Fiction: Like his series, it’s a fiendish whodunit set in an English village full of secrets and lies.

For the Minnesota Star Tribune
June 10, 2025 at 4:00PM
OLIVIA COLMAN (Ellie Miller) and DAVID TENNANT (Alec Hardy) on "Broadchurch" Photo Credit: Patrick Redmond , BBC
"Broadchurch" creator Chris Chibnall's debut novel is "Death at the White Hart." (PBS' "Broadchurch, above, starred David Tennant and Olivia Colman.) (The Minnesota Star Tribune)

After 15 years spent investigating organized crime in Liverpool, Detective Sergeant Nicola Bridge has returned to her childhood home on England’s southwest coast. In the sleepy village of Fleetcombe, she hopes to patch up her marriage and enjoy a calmer pace of life, far from lawless gangs and brutal murders.

Her best-laid plans are quickly upended when a dead man is discovered on a lonely stretch of country road. The body has not been dumped but staged: The man, identified as Jim Tiernan, the landlord of the White Hart pub, is tied to a chair, clad in a sack and wearing a huge pair of deer antlers.

Finding herself once again with a major case on her hands, Nicola teams up with Detective Constable Harry Ward and goes in search of a killer whose actions are as mystifying as they are horrifying.

“Death at the White Hart” is the debut novel from Chris Chibnall. It has a similar set-up to the English writer’s celebrated TV series “Broadchurch”: It features a detective duo out to solve a macabre murder in a fictional Dorset coastal village — a place where everyone knows everyone, and everyone has something to hide.

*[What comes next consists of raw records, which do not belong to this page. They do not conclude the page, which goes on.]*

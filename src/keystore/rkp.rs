//! Remote key provisioning HAL types.

use crate::parcel::{ParcelError, ParcelReader, ParcelWriter, Parcelable};

pub const RKP_DESCRIPTOR: &str = "android.hardware.security.keymint.IRemotelyProvisionedComponent";

/// `RpcHardwareInfo.CURVE_25519`; `CURVE_P256` is 1.
pub const CURVE_25519: i32 = 2;
pub const HARDWARE_INFO_VERSION: i32 = 3;
pub const MAX_KEYS_IN_CSR: i32 = 20;

#[derive(Clone, Debug, PartialEq, Eq)]
pub struct RpcHardwareInfo {
    pub version_number: i32,
    pub rpc_author_name: String,
    pub supported_eek_curve: i32,
    pub unique_id: Option<String>,
    pub supported_num_keys_in_csr: i32,
}

impl Parcelable for RpcHardwareInfo {
    fn write_body(&self, out: &mut ParcelWriter) {
        out.write_i32(self.version_number);
        out.write_string(Some(self.rpc_author_name.as_str()));
        out.write_i32(self.supported_eek_curve);
        out.write_string(self.unique_id.as_deref());
        out.write_i32(self.supported_num_keys_in_csr);
    }

    fn read_body(input: &mut ParcelReader<'_>) -> Result<Self, ParcelError> {
        Ok(Self {
            version_number: input.read_i32()?,
            rpc_author_name: input.read_string()?.unwrap_or_default(),
            supported_eek_curve: input.read_i32()?,
            unique_id: input.read_string()?,
            supported_num_keys_in_csr: input.read_i32()?,
        })
    }
}

macro_rules! byte_parcelable {
    ($name:ident, $field:ident) => {
        #[derive(Clone, Debug, Default, PartialEq, Eq)]
        pub struct $name {
            pub $field: Vec<u8>,
        }

        impl Parcelable for $name {
            fn write_body(&self, out: &mut ParcelWriter) {
                out.write_byte_array(Some(self.$field.as_slice()));
            }

            fn read_body(input: &mut ParcelReader<'_>) -> Result<Self, ParcelError> {
                Ok(Self {
                    $field: input.read_byte_array()?.unwrap_or_default(),
                })
            }
        }
    };
}

byte_parcelable!(MacedPublicKey, maced_key);
byte_parcelable!(DeviceInfo, device_info);
byte_parcelable!(ProtectedData, protected_data);
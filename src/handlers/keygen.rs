use std::sync::Arc;

use super::{now_ms, ForgedKey, ForgedKeyCache, HandlerError, KeyId};
use crate::device::DeviceProfile;
use crate::envelope::{Decision, InterceptedCall};
use crate::forge::Forge;
use crate::keystore::{
    tag, Authorization, KeyDescriptor, KeyEntryResponse, KeyGenParameters, KeyMetadata,
    KeyParameter, KeyParameterValue, KEY_ORIGIN_GENERATED, SECURITY_LEVEL_DESCRIPTOR,
};
use crate::parcel::{ParcelError, ParcelReader, ParcelWriter};
use crate::policy::{resolver::PER_USER_RANGE, PolicyEngine};

/// `IKeystoreSecurityLevel.generateKey` arguments this handler reads.
struct GenerateKeyRequest {
    key: KeyDescriptor,
    attestation_key: Option<KeyDescriptor>,
    params: Vec<KeyParameter>,
}

impl GenerateKeyRequest {
    fn decode(payload: &[u8]) -> Result<Self, ParcelError> {
        let mut input = ParcelReader::new(payload);
        input.enforce_interface(SECURITY_LEVEL_DESCRIPTOR)?;
        Ok(Self {
            key: input.read_required("generateKey.key")?,
            attestation_key: input.read_parcelable()?,
            params: input.read_typed_array()?.unwrap_or_default(),
        })
    }
}

/// Answers key creation for generate-class callers with a forged key.
pub struct KeyGenHandler {
    policy: Arc<PolicyEngine>,
    forge: Arc<dyn Forge>,
    keys: Arc<ForgedKeyCache>,
}

impl KeyGenHandler {
    pub fn new(policy: Arc<PolicyEngine>, forge: Arc<dyn Forge>, keys: Arc<ForgedKeyCache>) -> Self {
        Self {
            policy,
            forge,
            keys,
        }
    }

    pub fn pre_call(
        &self,
        call: &InterceptedCall,
        security_level: i32,
    ) -> Result<Decision, HandlerError> {
        let uid = call.identity.uid;
        let caller = self.policy.caller(uid);
        let verdict = caller.verdict;
        if !verdict.generate {
            return Ok(if verdict.hack {
                Decision::Continue
            } else {
                Decision::PassThrough
            });
        }
        if !self.forge.is_ready() {
            log::warn!("forge not ready, key generation for uid={} passes through", uid);
            return Ok(Decision::PassThrough);
        }

        let request = GenerateKeyRequest::decode(&call.payload)?;
        let Some(alias) = request.key.alias.clone() else {
            log::warn!("key generation without alias from uid={}, passing through", uid);
            return Ok(Decision::PassThrough);
        };
        let params = KeyGenParameters::from_params(&request.params);
        if params.attestation_challenge.is_none() {
            log::debug!("uid={} alias={} requested no attestation", uid, alias);
            return Ok(Decision::PassThrough);
        }
        if request.attestation_key.is_some() {
            log::warn!(
                "uid={} alias={} supplied an attestation key, not supported",
                uid,
                alias
            );
            return Ok(Decision::PassThrough);
        }

        let generated = self
            .forge
            .generate_key(&call.identity, &params, &caller.device)?;
        let metadata = build_metadata(
            &generated.chain,
            &params,
            &request.key,
            security_level,
            uid,
            &caller.device,
        );

        let mut entry = ParcelWriter::reply();
        entry.write_parcelable(Some(&KeyEntryResponse {
            security_level: Some(call.target),
            metadata: metadata.clone(),
        }));
        let mut reply = ParcelWriter::reply();
        reply.write_parcelable(Some(&metadata));

        let forged = ForgedKey {
            key_pair: generated.key_pair,
            entry_reply: entry.into_bytes(),
        };
        if let Some((evicted, _)) = self.keys.insert(KeyId::new(uid, alias.clone()), Arc::new(forged)) {
            log::debug!("evicted forged key uid={} alias={}", evicted.uid, evicted.alias);
        }
        log::info!("forged key for uid={} alias={}", uid, alias);
        Ok(Decision::OverrideResponse {
            code: 0,
            payload: reply.into_bytes(),
        })
    }
}

fn build_metadata(
    chain: &[Vec<u8>],
    params: &KeyGenParameters,
    descriptor: &KeyDescriptor,
    security_level: i32,
    uid: u32,
    device: &DeviceProfile,
) -> KeyMetadata {
    let mut authorizations = Vec::with_capacity(params.purposes.len() + params.digests.len() + 12);
    let mut add = |tag: i32, value: KeyParameterValue| {
        authorizations.push(Authorization {
            security_level,
            key_parameter: KeyParameter::new(tag, value),
        })
    };
    for purpose in &params.purposes {
        add(tag::PURPOSE, KeyParameterValue::KeyPurpose(*purpose));
    }
    for digest in &params.digests {
        add(tag::DIGEST, KeyParameterValue::Digest(*digest));
    }
    add(tag::ALGORITHM, KeyParameterValue::Algorithm(params.algorithm));
    add(tag::KEY_SIZE, KeyParameterValue::Integer(params.key_size));
    add(tag::EC_CURVE, KeyParameterValue::EcCurve(params.ec_curve));
    if params.no_auth_required {
        add(tag::NO_AUTH_REQUIRED, KeyParameterValue::BoolValue(true));
    }
    add(tag::ORIGIN, KeyParameterValue::Origin(KEY_ORIGIN_GENERATED));
    add(tag::OS_VERSION, KeyParameterValue::Integer(device.os_version));
    add(tag::OS_PATCHLEVEL, KeyParameterValue::Integer(device.patch_level));
    add(tag::VENDOR_PATCHLEVEL, KeyParameterValue::Integer(device.patch_level_long));
    add(tag::BOOT_PATCHLEVEL, KeyParameterValue::Integer(device.patch_level_long));
    add(tag::CREATION_DATETIME, KeyParameterValue::DateTime(now_ms()));
    add(tag::USER_ID, KeyParameterValue::Integer((uid / PER_USER_RANGE) as i32));

    let mut metadata = KeyMetadata {
        key: KeyDescriptor {
            domain: descriptor.domain,
            nspace: descriptor.nspace,
            alias: None,
            blob: None,
        },
        key_security_level: security_level,
        authorizations,
        ..KeyMetadata::default()
    };
    metadata.set_chain(chain);
    metadata
}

Not that Chibnall’s novel is a lazy carbon copy. His murder is more elaborate (“Why antlers?” asks Nicola) and his choice of victim more inspired: Who better to end up dead than the man at the heart of the community, privy to every dark fear, underhand affair, festering secret and simmering resentment?

Chibnall also excels with his cast of suspects, all of whom add color and complexity to the proceedings. Delivery driver Eddie is a nervy individual “with a fuse that could border on the short” and a van big enough to move a body. Deakins is a crotchety farmer on whose land is found the body of a deer —without a head.

Jim’s Ukrainian partner, Irina, has no alibi for the night he was killed, while hairdresser Frankie panics under questioning and fabricates one. Overseeing all the goings-on in the village is a 9-year-old girl who has learned the hard way that it is safer outdoors than in.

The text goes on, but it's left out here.